▶ _TASK TO CARRY OUT_
Review the material and extract every line in which the word "types" occurs.

....

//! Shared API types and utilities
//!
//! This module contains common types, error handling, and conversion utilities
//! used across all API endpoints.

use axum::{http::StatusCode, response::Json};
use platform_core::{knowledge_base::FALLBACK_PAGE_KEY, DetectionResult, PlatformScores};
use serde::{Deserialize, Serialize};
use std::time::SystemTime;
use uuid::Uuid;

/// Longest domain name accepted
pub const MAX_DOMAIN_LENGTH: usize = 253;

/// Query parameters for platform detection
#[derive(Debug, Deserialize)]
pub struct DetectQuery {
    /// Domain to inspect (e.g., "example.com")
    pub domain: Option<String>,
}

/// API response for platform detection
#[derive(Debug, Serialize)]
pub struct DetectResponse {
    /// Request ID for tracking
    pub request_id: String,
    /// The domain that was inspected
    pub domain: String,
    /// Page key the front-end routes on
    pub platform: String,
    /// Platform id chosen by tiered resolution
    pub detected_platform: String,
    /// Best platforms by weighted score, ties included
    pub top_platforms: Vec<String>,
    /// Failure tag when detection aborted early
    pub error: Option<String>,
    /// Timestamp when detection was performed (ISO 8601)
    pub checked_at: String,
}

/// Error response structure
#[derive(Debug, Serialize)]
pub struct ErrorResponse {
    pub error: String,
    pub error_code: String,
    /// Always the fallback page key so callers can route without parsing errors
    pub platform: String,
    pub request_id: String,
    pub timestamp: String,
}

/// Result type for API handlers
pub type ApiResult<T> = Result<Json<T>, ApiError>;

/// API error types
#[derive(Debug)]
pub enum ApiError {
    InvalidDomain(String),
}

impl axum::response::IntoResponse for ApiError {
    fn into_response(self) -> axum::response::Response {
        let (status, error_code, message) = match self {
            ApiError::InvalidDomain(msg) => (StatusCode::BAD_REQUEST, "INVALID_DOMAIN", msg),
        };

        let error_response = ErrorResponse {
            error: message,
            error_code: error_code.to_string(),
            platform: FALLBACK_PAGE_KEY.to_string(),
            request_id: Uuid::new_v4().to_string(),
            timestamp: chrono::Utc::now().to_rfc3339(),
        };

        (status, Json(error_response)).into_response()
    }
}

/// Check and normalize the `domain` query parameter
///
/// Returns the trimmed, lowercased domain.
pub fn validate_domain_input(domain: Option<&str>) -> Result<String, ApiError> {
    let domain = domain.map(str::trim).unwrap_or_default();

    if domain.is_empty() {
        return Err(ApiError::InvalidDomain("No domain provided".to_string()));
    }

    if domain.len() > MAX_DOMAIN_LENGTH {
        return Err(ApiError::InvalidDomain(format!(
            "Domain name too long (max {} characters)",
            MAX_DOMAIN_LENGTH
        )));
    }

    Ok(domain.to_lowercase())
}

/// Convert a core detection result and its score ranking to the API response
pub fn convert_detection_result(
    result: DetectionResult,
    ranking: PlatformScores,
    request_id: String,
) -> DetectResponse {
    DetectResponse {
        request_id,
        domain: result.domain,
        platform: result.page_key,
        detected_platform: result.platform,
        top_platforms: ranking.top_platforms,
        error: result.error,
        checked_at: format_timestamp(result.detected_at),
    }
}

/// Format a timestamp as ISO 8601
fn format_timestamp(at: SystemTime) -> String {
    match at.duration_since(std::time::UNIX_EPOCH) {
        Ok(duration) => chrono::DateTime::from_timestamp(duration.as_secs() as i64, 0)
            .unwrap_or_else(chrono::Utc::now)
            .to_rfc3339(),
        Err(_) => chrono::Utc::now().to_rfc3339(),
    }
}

....

▶ _RESPONSE AREA_
//! Shared API types and utilities
//! This module contains common types, error handling, and conversion utilities
/// API error types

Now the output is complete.